I am in Mississippi to lecture at the University on why we should take story telling seriously. It’s not an easy subject to break into with a class full of twenty year olds who rather be doing something more sensible until you point out that the average student now spends three hours a day on their phone filtering or making stories, so maybe it’s not a time waster to pause and think about the art they spend a day a week exercising.
My roof fixer though is not impressed by my career choice of story teller , in fact I think he would have more respect for me if I had announced I was a drunk and usually slept in dumpsters. “A story teller huh? Well ain’t that something else.” More tongue biting to prevent myself asking compared to what.

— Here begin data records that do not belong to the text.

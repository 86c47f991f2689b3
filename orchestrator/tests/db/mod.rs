pub mod workflows_test;
// Cleanup orchestration: scope resolution, paging, paired deletion, reconciliation
use std::time::Duration;

use chrono::Utc;
use tracing::{debug, info, warn};

use crate::api::ApiClient;
use crate::config::KeepTime;
use crate::db::DbClient;
use crate::error::{CleanupError, Result};
use crate::interrupt::{InterruptGuard, NeverInterrupt};
use crate::models::{CleanupSummary, DeletedRows, Execution, Scope, WorkflowRefs};
use crate::pagination::{self, PageRange};
use crate::retry::RetryPolicy;

/// Restricts a run to one project, or one job inside it.
#[derive(Debug, Clone, Default, PartialEq, Eq)]
pub struct ScopeFilter {
  pub project: Option<String>,
  pub job: Option<String>,
}

#[derive(Debug, Clone, PartialEq, Eq)]
pub struct CleanupOptions {
  pub scope_filter: ScopeFilter,
  /// Page through each project's executions directly instead of job by job.
  pub group_by_project: bool,
  /// Total attempts per paired page deletion and per reconciliation.
  pub retries: u32,
  pub backoff: Duration,
  /// Delete `workflow_workflow_step` rows explicitly before their steps.
  pub unoptimized: bool,
}

impl Default for CleanupOptions {
  fn default() -> Self {
    Self {
      scope_filter: ScopeFilter::default(),
      group_by_project: true,
      retries: 5,
      backoff: Duration::from_secs(5),
      unoptimized: false,
    }
  }
}

/// Drives a cleanup run. Every external effect goes through the injected
/// [`ApiClient`] and [`DbClient`].
pub struct Orchestrator<A, D> {
  api: A,
  db: D,
  chunk_size: u64,
  keep_time: KeepTime,
  interrupt: Box<dyn InterruptGuard>,
}

impl<A: ApiClient, D: DbClient> Orchestrator<A, D> {
  pub fn new(api: A, db: D, chunk_size: u64, keep_time: KeepTime) -> Self {
    Self {
      api,
      db,
      chunk_size,
      keep_time,
      interrupt: Box::new(NeverInterrupt),
    }
  }

  pub fn with_interrupt_guard(mut self, guard: impl InterruptGuard + 'static) -> Self {
    self.interrupt = Box::new(guard);
    self
  }

  /// Delete every aged execution in scope together with its workflow rows,
  /// then sweep orphaned workflows once per top-level scope.
  pub async fn clean(&self, options: &CleanupOptions) -> Result<CleanupSummary> {
    let policy = RetryPolicy::new(options.retries, options.backoff);
    let mut summary = CleanupSummary::default();

    for scope in self.top_level_scopes(&options.scope_filter).await? {
      let mut pages_done = 0;
      for unit in self.work_units(&scope, options.group_by_project).await? {
        pages_done += self.clean_scope(&unit, options, &policy, &mut summary).await?;
        summary.scopes += 1;
      }

      self.check_interrupt(&scope, pages_done)?;
      self.reconcile(&scope, options, &policy, &mut summary).await?;
    }

    info!(
      executions_deleted = summary.executions_deleted,
      workflows_deleted = summary.workflows_deleted,
      orphan_workflows_deleted = summary.orphan_workflows_deleted,
      "Statistics: {} old executions deleted.",
      summary.executions_deleted
    );
    Ok(summary)
  }

  async fn top_level_scopes(&self, filter: &ScopeFilter) -> Result<Vec<Scope>> {
    let projects = self.api.list_projects().await?;
    debug!(count = projects.len(), "Listed projects");

    let Some(project) = &filter.project else {
      return Ok(projects.into_iter().map(Scope::Project).collect());
    };
    if !projects.contains(project) {
      return Err(CleanupError::UnknownProject(project.clone()));
    }

    Ok(vec![match &filter.job {
      Some(id) => Scope::Job {
        project: project.clone(),
        id: id.clone(),
      },
      None => Scope::Project(project.clone()),
    }])
  }

  /// Scopes whose listings are paged through for one top-level scope.
  async fn work_units(&self, scope: &Scope, group_by_project: bool) -> Result<Vec<Scope>> {
    match scope {
      Scope::Project(project) if !group_by_project => {
        let jobs = self
          .api
          .list_jobs(project)
          .await
          .map_err(|e| e.in_scope(scope))?;
        debug!(scope = %scope, jobs = jobs.len(), "Cleaning job by job");
        Ok(jobs
          .into_iter()
          .map(|id| Scope::Job {
            project: project.clone(),
            id,
          })
          .collect())
      }
      _ => Ok(vec![scope.clone()]),
    }
  }

  /// Page through one scope's aged executions. Returns the pages visited.
  async fn clean_scope(
    &self,
    scope: &Scope,
    options: &CleanupOptions,
    policy: &RetryPolicy,
    summary: &mut CleanupSummary,
  ) -> Result<u64> {
    let total = self
      .api
      .count_aged_executions(scope)
      .await
      .map_err(|e| e.in_scope(scope))?;
    let pages = pagination::pages(total, self.chunk_size);
    info!(
      scope = %scope,
      total,
      pages,
      "{} Found {} executions older than {}",
      scope,
      total,
      self.keep_time
    );

    let cutoff = self.keep_time.cutoff(Utc::now());
    // Executions left in place keep their listing positions, so later pages
    // start after them.
    let mut skipped: u64 = 0;

    for page in 0..pages {
      self.check_interrupt(scope, page)?;

      let fetched = self
        .api
        .fetch_aged_executions(scope, skipped)
        .await
        .map_err(|e| e.in_scope(scope))?;
      if fetched.is_empty() {
        debug!(scope = %scope, page, "Listing exhausted early");
        return Ok(page);
      }

      let range = PageRange::new(page, self.chunk_size, fetched.len());
      let ids: Vec<i64> = fetched
        .iter()
        .filter(|execution| execution.is_deletable(cutoff))
        .map(|execution| execution.id)
        .collect();
      let kept = fetched.len() - ids.len();
      skipped += kept as u64;

      if kept > 0 {
        log_kept(scope, &fetched, cutoff);
      }
      if ids.is_empty() {
        info!(scope = %scope, page, "{} Nothing deletable in [{}, {})", scope, range.start, range.end);
        continue;
      }

      info!(
        scope = %scope,
        page,
        start = range.start,
        end = range.end,
        "{} Deleting executions [{}, {})",
        scope,
        range.start,
        range.end
      );
      let rows = self.delete_page(scope, page, &ids, options, policy).await?;

      summary.executions_deleted += ids.len() as u64;
      summary.workflows_deleted += rows.workflows;
      summary.workflow_steps_deleted += rows.workflow_steps;
    }
    Ok(pages)
  }

  /// Paired deletion of one page, retried as a unit.
  async fn delete_page(
    &self,
    scope: &Scope,
    page: u64,
    ids: &[i64],
    options: &CleanupOptions,
    policy: &RetryPolicy,
  ) -> Result<DeletedRows> {
    let label = format!("{} page {}", scope, page);
    let mut backoff = policy.start();
    // Once the API half has succeeded the execution rows are gone and no
    // longer resolve, so refs from every attempt are kept.
    let mut refs = WorkflowRefs::default();
    let mut api_done = false;

    loop {
      match self
        .delete_pair(ids, &mut refs, &mut api_done, options.unoptimized)
        .await
      {
        Ok(rows) => return Ok(rows),
        Err(err) => backoff
          .wait(err, &label)
          .await
          .map_err(|source| CleanupError::PageFailed {
            scope: scope.clone(),
            page,
            attempts: backoff.attempts(),
            source: Box::new(source),
          })?,
      }
    }
  }

  /// One attempt of the pair. Once the API half has succeeded it is not sent
  /// again: Rundeck may report ids that are already gone as failures.
  async fn delete_pair(
    &self,
    ids: &[i64],
    refs: &mut WorkflowRefs,
    api_done: &mut bool,
    unoptimized: bool,
  ) -> Result<DeletedRows> {
    refs.merge(self.db.resolve_workflows(ids).await?);

    if !*api_done {
      let outcome = self.api.delete_executions(ids).await?;
      if !outcome.all_successful {
        return Err(CleanupError::PartialDelete {
          failed: outcome.failed_count,
          requested: outcome.request_count,
        });
      }
      *api_done = true;
    }

    self.db.delete_workflows(refs, unoptimized).await
  }

  async fn reconcile(
    &self,
    scope: &Scope,
    options: &CleanupOptions,
    policy: &RetryPolicy,
    summary: &mut CleanupSummary,
  ) -> Result<()> {
    let label = format!("{} orphaned workflows", scope);
    let mut backoff = policy.start();

    let rows = loop {
      match self.reconcile_once(options.unoptimized).await {
        Ok(rows) => break rows,
        Err(err) => backoff
          .wait(err, &label)
          .await
          .map_err(|source| CleanupError::ReconcileFailed {
            scope: scope.clone(),
            source: Box::new(source),
          })?,
      }
    };

    if rows.workflows > 0 || rows.workflow_steps > 0 {
      info!(
        scope = %scope,
        workflows = rows.workflows,
        workflow_steps = rows.workflow_steps,
        "{} Deleted {} orphaned workflows and {} workflow steps",
        scope,
        rows.workflows,
        rows.workflow_steps
      );
    } else {
      debug!(scope = %scope, "No orphaned workflows");
    }
    summary.orphan_workflows_deleted += rows.workflows;
    summary.orphan_workflow_steps_deleted += rows.workflow_steps;
    Ok(())
  }

  async fn reconcile_once(&self, unoptimized: bool) -> Result<DeletedRows> {
    let orphans = self.db.find_orphans(unoptimized).await?;
    if orphans.is_empty() {
      return Ok(DeletedRows::default());
    }
    self.db.delete_orphans(&orphans).await
  }

  fn check_interrupt(&self, scope: &Scope, page: u64) -> Result<()> {
    if self.interrupt.abort_requested() {
      warn!(scope = %scope, page, "Cleanup interrupted by operator");
      return Err(CleanupError::Interrupted {
        scope: scope.clone(),
        page,
      });
    }
    Ok(())
  }
}

fn log_kept(scope: &Scope, fetched: &[Execution], cutoff: chrono::DateTime<Utc>) {
  for execution in fetched.iter().filter(|e| !e.is_deletable(cutoff)) {
    if execution.is_running() {
      debug!(scope = %scope, id = execution.id, "Skipping running execution");
    } else {
      debug!(scope = %scope, id = execution.id, "Skipping execution newer than the retention window");
    }
  }
}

And so we return to the auditorium where I meet a hyper glamorous woman called Peggy Grande, which I strongly suspect is not the name she was christened with. I can feel her being drawn to my body, though sadly entirely because I am wearing a press pass. She has written a book, now there’s a surprise, was the personal secretary of Ronald Regan and now runs something called World for Brexit which she tells me is a global coalition to champion democracy in the U.K and world wide and is keen that I publicise.
With two hours to go till Trumps arrival I am so bored I am tempted to suggest that her best chance of inspiring vigorous conversation on the subject would be to set up a stand at the next SNP conference, but decide against it, and she seems relieved when an emergency intern is sent down from the pod of Trump minders to facilitate her escape from my cynicism. Maybe she has a micro emergency call button in one of her sparkling white wisdom teeth that she only has to touch with her tongue.
But it’s still five o clock. Still two hours till Trump is due to arrive. All around me in my favoured standing spot ten paces from the lectern people are lying on the ground as they obviously cant think of anything else to do and there’s little point in them trying to have a conversation with each other as they all seem to have exactly the same opinions on everything. And so I look around at the crowd. It’s extraordinary. Mississippi has a population that is forty per-cent black and yet try though I do I can’t see more than half a dozen black faces in a crowd of ten thousand. Given my limited knowledge of southern politics I had assumed that there would be at least a sprinkling of black faces. When I was last here just before Trump was elected I spent a good deal of my evenings hanging out in the sort of restaurant my Mother would have disapproved of called Larry’s Catfish and more, trying to catch not cat fish but stories . And I got a haul. People of colour who lived in houses with no running water, people who were ill but couldn’t afford treatment, people whose names were Scottish because their forebears were Scots who had owned them. And some of them were voting for Trump.
It’s terribly embarrassing because it’s my job but I am totally mystified by why so many Americans voted for Trump. He ‘s so obviously a racist, and yet blacks vote for him. So obviously sees women as being largely potential seminal receptors to be duped and yet the majority of American women voters voted for him, so obviously sees God as being little more than a fantasy to scare the young and comfort the old and yet many in the church scrabble to endorse him.
And one of those suddenly arrived to lead us all in prayer. Bizarre. Serious southern Baptist head down for five minutes, and then good grief we had to all take the oath of Allegiance. To protect the constitution of the United States. At a Trump Rally. So it’s true. The Americans have no sense of irony.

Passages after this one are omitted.